Sin dejar de reconocer el carácter intrínsecamente ilegal de toda expresión que dispute la atribución monopólica de la autoridad pública para ejercer la violencia y la coerción, las aseveraciones del ombudsman nacional deben ser matizadas, a efecto de evitar distorsiones en la comprensión de los fenómenos sociales y delictivos por él aludidos. En primer lugar, la línea tenue que separa al paramilitarismo de las guardias comunitarias que operan en las localidades guerrerenses consiste en que, mientras el primero es un fenómeno tolerado, alentado e incluso organizado desde instancias del poder público, las segundas se originan en la ausencia de éste en amplias franjas del territorio y en el resquebrajamiento de la capacidad del Estado para cumplir su tarea más básica: preservar la vida y la seguridad de las personas. En años recientes ese deterioro ha colocado a muchas comunidades de distintas regiones del país a merced de los grupos delictivos. La diferencia, en el caso de las localidades de la Costa Chica guerrerense, es que allí los habitantes decidieron proveerse de la protección que les ha sido negada por las autoridades.

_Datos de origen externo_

use jieba_rs::Jieba;

/// Splits text into words. Chinese has no whitespace word boundaries, so
/// implementations must be dictionary or model based.
pub trait Segmenter {
    fn segment<'a>(&self, text: &'a str) -> Vec<&'a str>;
}

/// Dictionary segmenter backed by jieba's bundled dictionary, with the HMM
/// enabled for out-of-vocabulary words.
pub struct JiebaSegmenter {
    jieba: Jieba,
}

impl JiebaSegmenter {
    pub fn new() -> Self {
        Self {
            jieba: Jieba::new(),
        }
    }
}

impl Default for JiebaSegmenter {
    fn default() -> Self {
        Self::new()
    }
}

impl Segmenter for JiebaSegmenter {
    fn segment<'a>(&self, text: &'a str) -> Vec<&'a str> {
        self.jieba.cut(text, true)
    }
}
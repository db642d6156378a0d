///
/// Contract violation types.
///
/// Everything in `BridgeError` is a caller or host contract violation that
/// the current call cannot continue past. These are never returned as
/// values: `abort` logs them and unwinds, and the host reports the unwind
/// as a failing statement. Soft failures (detoast misses, unknown enum
/// labels, NULL arguments) are `Option::None` at the call site instead.
///

use thiserror::Error;

use crate::host::Oid;

#[derive(Debug, Error)]
pub enum BridgeError {
    #[error("declared arity {declared} does not match tuple descriptor with {actual} attributes")]
    ArityMismatch { declared: usize, actual: usize },

    #[error("type \"{name}\" does not exist")]
    UnknownTypeName { name: String },

    #[error("failed to get tuple descriptor for type {type_id} (typmod {typmod})")]
    UnresolvedRowType { type_id: Oid, typmod: i32 },

    #[error("column {attnum} out of range for row with {natts} attributes")]
    ColumnOutOfRange { attnum: i32, natts: usize },

    #[error("{operation} failed with result code {code}")]
    UnexpectedResultCode { operation: &'static str, code: i32 },

    #[error("query returned no tuple descriptor")]
    MissingResultDescriptor,

    #[error("invalid UTF-8 in text datum: {0}")]
    MalformedText(#[from] std::string::FromUtf8Error),
}

/// Aborts the current call with a contract violation.
///
/// The panic message is the error's display text, which is what the host
/// surfaces as the statement's error message.
#[track_caller]
pub fn abort(err: BridgeError) -> ! {
    tracing::error!(error = %err, "aborting call");
    panic!("{}", err)
}
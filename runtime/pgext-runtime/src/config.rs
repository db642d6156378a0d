///
/// # Host Configuration
///
/// The in-process host reads an optional TOML file. Every field has a
/// default, so an empty document is a valid configuration.
///
/// ## Example pgext.toml
///
/// ```toml
/// [log]
/// level = "debug"
///
/// [toast]
/// compression = "deflate"
/// compress_threshold = 2032
/// external_threshold = 2032
/// chunk_size = 1996
///
/// [spi]
/// database = "/var/lib/pgext/test.db"
/// ```
///
/// `compress_threshold` is the payload size above which values are
/// compressed, `external_threshold` the stored size above which they move
/// to the out-of-line toast table, in chunks of `chunk_size` bytes.
/// `database` is the SQLite database that SPI statements run against;
/// `":memory:"` keeps it in memory.
///

use serde::Deserialize;
use std::path::Path;
use std::str::FromStr;
use tracing::level_filters::LevelFilter;

use crate::error::ConfigError;

pub const DEFAULT_TOAST_THRESHOLD: usize = 2032;
pub const DEFAULT_TOAST_CHUNK_SIZE: usize = 1996;
pub const IN_MEMORY_DATABASE: &str = ":memory:";

#[derive(Debug, Clone, Default, Deserialize, PartialEq, Eq)]
#[serde(default, deny_unknown_fields)]
pub struct HostConfig {
    pub log: LogConfig,
    pub toast: ToastConfig,
    pub spi: SpiConfig,
}

#[derive(Debug, Clone, Deserialize, PartialEq, Eq)]
#[serde(default, deny_unknown_fields)]
pub struct LogConfig {
    pub level: String,
}

impl Default for LogConfig {
    fn default() -> Self {
        Self {
            level: "info".to_string(),
        }
    }
}

impl LogConfig {
    pub fn level_filter(&self) -> Result<LevelFilter, ConfigError> {
        LevelFilter::from_str(&self.level)
            .map_err(|_| ConfigError::Invalid(format!("unknown log level \"{}\"", self.level)))
    }
}

#[derive(Debug, Clone, Copy, Deserialize, PartialEq, Eq)]
#[serde(rename_all = "lowercase")]
pub enum Compression {
    Deflate,
    None,
}

#[derive(Debug, Clone, Deserialize, PartialEq, Eq)]
#[serde(default, deny_unknown_fields)]
pub struct ToastConfig {
    pub compression: Compression,
    pub compress_threshold: usize,
    pub external_threshold: usize,
    pub chunk_size: usize,
}

impl Default for ToastConfig {
    fn default() -> Self {
        Self {
            compression: Compression::Deflate,
            compress_threshold: DEFAULT_TOAST_THRESHOLD,
            external_threshold: DEFAULT_TOAST_THRESHOLD,
            chunk_size: DEFAULT_TOAST_CHUNK_SIZE,
        }
    }
}

#[derive(Debug, Clone, Deserialize, PartialEq, Eq)]
#[serde(default, deny_unknown_fields)]
pub struct SpiConfig {
    pub database: String,
}

impl Default for SpiConfig {
    fn default() -> Self {
        Self {
            database: IN_MEMORY_DATABASE.to_string(),
        }
    }
}

impl SpiConfig {
    pub fn is_in_memory(&self) -> bool {
        self.database == IN_MEMORY_DATABASE
    }
}

impl HostConfig {
    pub fn from_toml_str(content: &str) -> Result<Self, ConfigError> {
        let config: HostConfig = toml::from_str(content)?;
        config.validate()?;
        Ok(config)
    }

    pub fn load(path: &Path) -> Result<Self, ConfigError> {
        let content = std::fs::read_to_string(path).map_err(|source| ConfigError::Read {
            path: path.to_path_buf(),
            source,
        })?;
        Self::from_toml_str(&content)
    }

    pub fn validate(&self) -> Result<(), ConfigError> {
        self.log.level_filter()?;
        if self.toast.chunk_size == 0 {
            return Err(ConfigError::Invalid("toast.chunk_size must be positive".to_string()));
        }
        if self.spi.database.trim().is_empty() {
            return Err(ConfigError::Invalid("spi.database must not be empty".to_string()));
        }
        Ok(())
    }
}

Por lo demás, es indiscutible que la existencia de guardias y tribunales comunitarios como los que han salido a la luz pública en Guerrero contravienen la legalidad en general y, en particular, el mandato constitucional de que ninguna persona podrá hacerse justicia por sí misma, ni ejercer violencia para reclamar su derecho (artículo 17). Pero no por ello debe soslayarse que esa vulneración al orden constitucional ocurre con el telón de fondo de un estado de derecho violentado de antemano por la aplicación de directrices económicas que atentan contra los preceptos constitucionales a la salud, al trabajo, al salario remunerador, a la educación, a la igualdad ante la ley y a la soberanía nacional; por la negación rotunda y sistemática de justicia para la mayoría de la población –como indican los altos índices de impunidad del delito, superiores a 98 por ciento–, y por los estragos de una estrategia de seguridad que no sólo ha sido incapaz de poner un alto a las organizaciones delictivas, sino que ha multiplicado la violencia ejercida por éstas y ha exhibido a las propias autoridades como protagonistas de frecuentes atropellos a las garantías individuales.

Ante esta circunstancia, el país requiere una reacción mucho más radical y profunda que la simple condena a fenómenos sociales como el señalado, cuya existencia es, a fin de cuentas, un síntoma más que una causa de la ruptura generalizada de la legalidad y del estado de derecho que campea en el país.